The article by Reeder and Brufsky brings several questions into the spotlight: Do bisphosphonates posses direct anticancer properties or does the predominant mechanism of action work through disturbing the bone microenvironment? If altering the bone microenvironment is critical to decreasing the risk of breast cancer metastases, what is the mechanism by which this occurs, and are there other agents that may be more effective in achieving this end? In addressing either BMD or recurrence risk, are there patients who may gain greater, or lesser, benefit from osteoclast inhibition?
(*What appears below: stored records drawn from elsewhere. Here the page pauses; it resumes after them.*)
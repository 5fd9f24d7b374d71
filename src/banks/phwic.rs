use serde::Serialize;

use super::take_batch;
use crate::binary_parsing as bp;
use crate::buffer::BufferReader;
use crate::error::JazelleError;
use crate::vax;

type Result<T> = std::result::Result<T, JazelleError>;

const BANK: &str = "PHWIC";

// The source material names the three float arrays exactly (pref1[3],
// pfit[4], dpfit[10], 17 words = 68 bytes) and describes the rest only as
// "mixed i16/i32/VAX float" totalling ~126 meaningful bytes plus a 2-byte
// trailing pad whose origin is itself left ambiguous. No surviving
// reference implementation exists, so the remaining scalar fields (three
// i32, three i16, ten VAX-float scalars — chosen to make the 126-byte total
// exact) are this decoder's own reconstruction.
const RECORD_SIZE: usize = 128;
const MEANINGFUL_SIZE: usize = 126;
const N_SCALARS: usize = 10;
const N_PREF1: usize = 3;
const N_PFIT: usize = 4;
const N_DPFIT: usize = 10;
const FLOATS_PER_RECORD: usize = N_SCALARS + N_PREF1 + N_PFIT + N_DPFIT;
const INT_FIELDS_OFFSET: usize = 0;
const INT_FIELDS_BYTES: usize = 3 * 4;
const SHORT_FIELDS_OFFSET: usize = INT_FIELDS_OFFSET + INT_FIELDS_BYTES;
const SHORT_FIELDS_BYTES: usize = 3 * 2;
const FLOATS_OFFSET: usize = SHORT_FIELDS_OFFSET + SHORT_FIELDS_BYTES;

/// A wire-chamber hit/track association.
#[derive(Debug, Clone, Serialize)]
pub struct PhwicRecord {
    pub id: i32,
    pub status: i32,
    pub layer: i32,
    pub nhit: i16,
    pub qflag: i16,
    pub flag1: i16,
    pub scalars: [f32; N_SCALARS],
    pub pref1: [f32; N_PREF1],
    pub pfit: [f32; N_PFIT],
    pub dpfit: [f32; N_DPFIT],
}

pub(crate) fn parse(buffer: &mut BufferReader, n: usize) -> Result<Vec<PhwicRecord>> {
    let raw = take_batch(buffer, BANK, n, RECORD_SIZE)?;

    let mut float_words = Vec::with_capacity(n * FLOATS_PER_RECORD);
    for chunk in raw.chunks_exact(RECORD_SIZE) {
        for i in 0..FLOATS_PER_RECORD {
            let off = FLOATS_OFFSET + i * 4;
            float_words.push(bp::read_u32(&chunk[off..off + 4]));
        }
    }
    let floats = vax::vax_f32_to_ieee_bulk(&float_words);

    let mut out = Vec::with_capacity(n);
    for (i, chunk) in raw.chunks_exact(RECORD_SIZE).enumerate() {
        let id = bp::read_i32(&chunk[0..4]);
        let status = bp::read_i32(&chunk[4..8]);
        let layer = bp::read_i32(&chunk[8..12]);
        let nhit = bp::read_i16(&chunk[12..14]);
        let qflag = bp::read_i16(&chunk[14..16]);
        let flag1 = bp::read_i16(&chunk[16..18]);

        let f = &floats[i * FLOATS_PER_RECORD..(i + 1) * FLOATS_PER_RECORD];
        let mut scalars = [0.0f32; N_SCALARS];
        scalars.copy_from_slice(&f[0..N_SCALARS]);
        let mut pref1 = [0.0f32; N_PREF1];
        pref1.copy_from_slice(&f[N_SCALARS..N_SCALARS + N_PREF1]);
        let mut pfit = [0.0f32; N_PFIT];
        pfit.copy_from_slice(&f[N_SCALARS + N_PREF1..N_SCALARS + N_PREF1 + N_PFIT]);
        let dpfit_start = N_SCALARS + N_PREF1 + N_PFIT;
        let mut dpfit = [0.0f32; N_DPFIT];
        dpfit.copy_from_slice(&f[dpfit_start..dpfit_start + N_DPFIT]);

        out.push(PhwicRecord {
            id,
            status,
            layer,
            nhit,
            qflag,
            flag1,
            scalars,
            pref1,
            pfit,
            dpfit,
        });
    }
    Ok(out)
}

#[cfg(test)]
mod tests {
    use super::*;

    #[test]
    fn layout_accounts_for_the_documented_126_meaningful_bytes() {
        assert_eq!(FLOATS_OFFSET + FLOATS_PER_RECORD * 4, MEANINGFUL_SIZE);
        assert_eq!(MEANINGFUL_SIZE + 2, RECORD_SIZE);
    }

    #[test]
    fn underflow_on_short_buffer() {
        let raw = vec![0u8; RECORD_SIZE - 1];
        let mut buffer = BufferReader::new(&raw);
        assert!(parse(&mut buffer, 1).is_err());
    }
}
The majority of women diagnosed with breast cancer are expected to have an excellent outcome, so how will bone-targeting therapy further optimize this situation? What is the most advantageous drug, dose, scheduling, time of initiation, and duration of therapy? In addition, questions arise regarding cost-effectiveness, long-term toxicities, and effect on quality of life. The results of ongoing studies of adjuvant bisphosphonates in early breast cancer management are eagerly awaited, as are future studies addressing the many questions that remain with respect to use of these agents.
—Myra F. Barginear, MD
—Catherine Van Poznak, MD
Financial Disclosure: Dr. Barginear has no relationships to disclose. Dr. Van Poznak is a local PI of a phase III clinical trial for, and has received funding from, Novartis and Amgen.